* [Task instructions] Without altering anything, repeat each of the records.

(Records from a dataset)
+++

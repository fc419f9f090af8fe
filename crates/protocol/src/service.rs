use crate::models::{SERVICE_INDEX_VERSION, ServiceIndex, ServiceResource};
use crate::url::BaseUrl;

const CONTENT_COMMENT: &str = "Base URL of where NuGet packages are stored, in the format \
    {base}/v3-flatcontainer/{id-lower}/{version-lower}/{id-lower}.{version-lower}.nupkg";
const SEARCH_COMMENT: &str = "Query endpoint of NuGet Search service (primary)";
const REGISTRATIONS_COMMENT: &str = "Base URL of where NuGet package registration info is stored, in the format \
    {base}/v3/registrations/{id-lower}/index.json";

fn resource(url: String, kind: &str, comment: &str) -> ServiceResource {
    ServiceResource { url, kind: kind.to_string(), comment: Some(comment.to_string()) }
}

/// Discovery document listing the flat container, search and registration
/// roots. Search and registrations are advertised under every type tag
/// clients probe for.
pub fn service_index(base: &BaseUrl) -> ServiceIndex {
    let mut resources = vec![resource(base.flat_container(), "PackageBaseAddress/3.0.0", CONTENT_COMMENT)];
    for kind in ["SearchQueryService", "SearchQueryService/3.0.0-beta", "SearchQueryService/3.0.0-rc"] {
        resources.push(resource(base.search(), kind, SEARCH_COMMENT));
    }
    for kind in ["RegistrationsBaseUrl", "RegistrationsBaseUrl/3.0.0-beta", "RegistrationsBaseUrl/3.0.0-rc"] {
        resources.push(resource(base.registrations(), kind, REGISTRATIONS_COMMENT));
    }
    ServiceIndex { version: SERVICE_INDEX_VERSION.to_string(), resources }
}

+++

* [Reply to the task]
repository fc419f9f090af8fe
filename crates/protocol/src/service.rs
use crate::models::{SERVICE_INDEX_VERSION, ServiceIndex, ServiceResource};
use crate::url::BaseUrl;

const CONTENT_COMMENT: &str = "Base URL of where NuGet packages are stored, in the format \
    {base}/v3-flatcontainer/{id-lower}/{version-lower}/{id-lower}.{version-lower}.nupkg";
const SEARCH_COMMENT: &str = "Query endpoint of NuGet Search service (primary)";
const REGISTRATIONS_COMMENT: &str = "Base URL of where NuGet package registration info is stored, in the format \
    {base}/v3/registrations/{id-lower}/index.json";

fn resource(url: String, kind: &str, comment: &str) -> ServiceResource {
    ServiceResource { url, kind: kind.to_string(), comment: Some(comment.to_string()) }
}

/// Discovery document listing the flat container, search and registration
/// roots. Search and registrations are advertised under every type tag
/// clients probe for.
pub fn service_index(base: &BaseUrl) -> ServiceIndex {
    let mut resources = vec![resource(base.flat_container(), "PackageBaseAddress/3.0.0", CONTENT_COMMENT)];
    for kind in ["SearchQueryService", "SearchQueryService/3.0.0-beta", "SearchQueryService/3.0.0-rc"] {
        resources.push(resource(base.search(), kind, SEARCH_COMMENT));
    }
    for kind in ["RegistrationsBaseUrl", "RegistrationsBaseUrl/3.0.0-beta", "RegistrationsBaseUrl/3.0.0-rc"] {
        resources.push(resource(base.registrations(), kind, REGISTRATIONS_COMMENT));
    }
    ServiceIndex { version: SERVICE_INDEX_VERSION.to_string(), resources }
}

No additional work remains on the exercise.